İşte, Velid b. Muğire Kur'an'a inanmamasına ve küfründe direnmesine rağmen Kur'an hakkında böyle itiraflarda bulunuyordu. Zira mucize Kur'an'ın kendinden gelmektedir.

Çünkü Kur'an, dinleyenleri ve Kıyamete kadar dinleyecek olanları da cezbedecektir. Onun tesirindeki ve belağatındaki kuvvetten dolayı hayran olacaklardır. Hatta şu ayetlerde olduğu gibi tek bir cümle dahi olsa yalnızca Kur'an-ı dinlemeleri onları etkileyecek ve bırakacaktır. Şu ayetlerde olduğu gibi;

وَالأرْضُ جَمِيعًا قَبْضَتُهُ يَوْمَ الْقِيَامَةِ   "Halbuki kıyamet günü bütün yeryüzü O'nun avucundadır."[14]

لِمَنْ الْمُلْكُ الْيَوْمَ      "Kimindir bugün mülk?"[15]
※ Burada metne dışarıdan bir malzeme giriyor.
//! Polling watcher for the configuration file.
//!
//! The initial load is synchronous and fatal on error. After that a
//! background task polls the file's modification time (default every 5 s)
//! and publishes a fresh snapshot when it changes. Any reload failure is
//! logged, counted, and leaves the previous snapshot serving traffic.

use std::path::PathBuf;
use std::time::{Duration, SystemTime};

use common::configuration::{ConfigError, FilterConfig};
use thiserror::Error;
use tracing::{info, warn};

use crate::config::SnapshotError;
use crate::metrics::Metrics;
use crate::server::ExtProcService;

pub const DEFAULT_POLL_INTERVAL: Duration = Duration::from_secs(5);

#[derive(Error, Debug)]
pub enum WatcherError {
    #[error(transparent)]
    Config(#[from] ConfigError),
    #[error(transparent)]
    Snapshot(#[from] SnapshotError),
}

/// Load the configuration once, then keep watching it in the background.
pub fn start_config_watcher(
    path: PathBuf,
    service: ExtProcService,
    interval: Duration,
) -> Result<(), WatcherError> {
    load_and_publish(&path, &service)?;
    let mut last_modified = modified_time(&path);
    tokio::spawn(async move {
        let mut ticker = tokio::time::interval(interval);
        ticker.set_missed_tick_behavior(tokio::time::MissedTickBehavior::Skip);
        loop {
            ticker.tick().await;
            let modified = modified_time(&path);
            if modified == last_modified {
                continue;
            }
            last_modified = modified;
            match load_and_publish(&path, &service) {
                Ok(generation) => {
                    info!(generation, path = %path.display(), "configuration reloaded");
                }
                Err(e) => {
                    Metrics::get_or_create().config_reload_failures.inc();
                    warn!(error = %e, path = %path.display(), "configuration reload failed, keeping previous snapshot");
                }
            }
        }
    });
    Ok(())
}

fn load_and_publish(path: &PathBuf, service: &ExtProcService) -> Result<u64, WatcherError> {
    let contents = std::fs::read_to_string(path).map_err(ConfigError::Read)?;
    let config = FilterConfig::from_yaml(&contents)?;
    Ok(service.update_config(config)?)
}

fn modified_time(path: &PathBuf) -> Option<SystemTime> {
    std::fs::metadata(path).and_then(|m| m.modified()).ok()
}

#[cfg(test)]
mod tests {
    use super::*;
    use std::io::Write;

    const VALID: &str = r#"
inputSchema: {name: OpenAI, version: v1}
declaredModels: [gpt-4o]
"#;

    fn write_config(path: &std::path::Path, contents: &str) {
        let mut file = std::fs::File::create(path).unwrap();
        file.write_all(contents.as_bytes()).unwrap();
    }

    #[tokio::test]
    async fn initial_load_publishes_first_snapshot() {
        let dir = tempfile::tempdir().unwrap();
        let path = dir.path().join("config.yaml");
        write_config(&path, VALID);

        let service = ExtProcService::new();
        start_config_watcher(path, service.clone(), Duration::from_secs(3600)).unwrap();
        let state = service.state();
        assert_eq!(state.generation(), 1);
        assert_eq!(state.snapshot().unwrap().declared_models, vec!["gpt-4o"]);
    }

    #[tokio::test]
    async fn initial_load_failure_is_fatal() {
        let dir = tempfile::tempdir().unwrap();
        let path = dir.path().join("config.yaml");
        write_config(&path, "inputSchema: [not, a, mapping]");

        let service = ExtProcService::new();
        let err = start_config_watcher(path, service, Duration::from_secs(3600)).unwrap_err();
        assert!(matches!(err, WatcherError::Config(ConfigError::Parse(_))));
    }

    #[tokio::test(start_paused = true)]
    async fn invalid_rewrite_keeps_previous_snapshot() {
        let dir = tempfile::tempdir().unwrap();
        let path = dir.path().join("config.yaml");
        write_config(&path, VALID);

        let service = ExtProcService::new();
        start_config_watcher(path.clone(), service.clone(), Duration::from_millis(10)).unwrap();
        let state = service.state();
        let before = state.snapshot().unwrap();

        // Invalid CEL: parses as YAML, fails snapshot compilation.
        write_config(
            &path,
            r#"
inputSchema: {name: OpenAI, version: v1}
requestCosts:
  - metadataKey: cost
    type: CEL
    cel: "input_tokens +"
"#,
        );
        filetime_bump(&path);
        for _ in 0..10 {
            tokio::time::advance(Duration::from_millis(20)).await;
            tokio::task::yield_now().await;
        }

        assert_eq!(state.generation(), 1);
        assert!(std::sync::Arc::ptr_eq(&state.snapshot().unwrap(), &before));
    }

    #[tokio::test(start_paused = true)]
    async fn valid_rewrite_bumps_generation() {
        let dir = tempfile::tempdir().unwrap();
        let path = dir.path().join("config.yaml");
        write_config(&path, VALID);

        let service = ExtProcService::new();
        start_config_watcher(path.clone(), service.clone(), Duration::from_millis(10)).unwrap();
        let state = service.state();

        write_config(
            &path,
            r#"
inputSchema: {name: OpenAI, version: v1}
declaredModels: [gpt-4o, gpt-4o-mini]
"#,
        );
        filetime_bump(&path);
        for _ in 0..50 {
            tokio::time::advance(Duration::from_millis(20)).await;
            tokio::task::yield_now().await;
            if state.generation() == 2 {
                break;
            }
        }

        assert_eq!(state.generation(), 2);
        assert_eq!(state.snapshot().unwrap().declared_models.len(), 2);
    }

    /// Coarse mtime filesystems can miss a same-instant rewrite; force a
    /// distinct timestamp.
    fn filetime_bump(path: &std::path::Path) {
        let file = std::fs::OpenOptions::new().append(true).open(path).unwrap();
        let _ = file.set_modified(SystemTime::now() + Duration::from_secs(2));
    }
}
وَإِمَّا تَخَافَنَّ مِنْ قَوْمٍ خِيَانَةً فَانْبِذْ إِلَيْهِمْ عَلَى سَوَاءٍ     "Eğer bir kavmin hıyanet etmesinden korkarsan; sen de onlara karşı aynı şekilde davran."[16]

يَاأَيُّهَا النَّاسُ اتَّقُوا رَبَّكُمْ إِنَّ زَلْزَلَةَ السَّاعَةِ شَيْءٌ عَظِيمٌ (1) يَوْمَ تَرَوْنَهَا تَذْهَلُ كُلُّ مُرْضِعَةٍ عَمَّا أَرْضَعَتْ  وَتَضَعُ كُلُّ ذَاتِ حَمْلٍ حَمْلَهَا وَتَرَى النَّاسَ سُكَارَى وَمَا هُمْ بِسُكَارَى وَلَكِنَّ عَذَابَ اللَّهِ شَدِيدٌ "Ey insanlar, Rabbinizden sakının. Doğrusu kıyamet saatinin sarsıntısı büyük şeydir. Onu göreceğiniz gün; emzikli emzirdiğini unutur, her yüklü yükünü düşürür. İnsanları sarhoş gibi görürsün. Oysa sarhoş değildirler, ama Allah’ın azabı pek çetindir."[17]

İşte, böylece Kur'an'ın lafızları, üslubu, anlatmak istedikleri, insanın bütün benliğini sarar ve insanı çepeçevre kuşatır.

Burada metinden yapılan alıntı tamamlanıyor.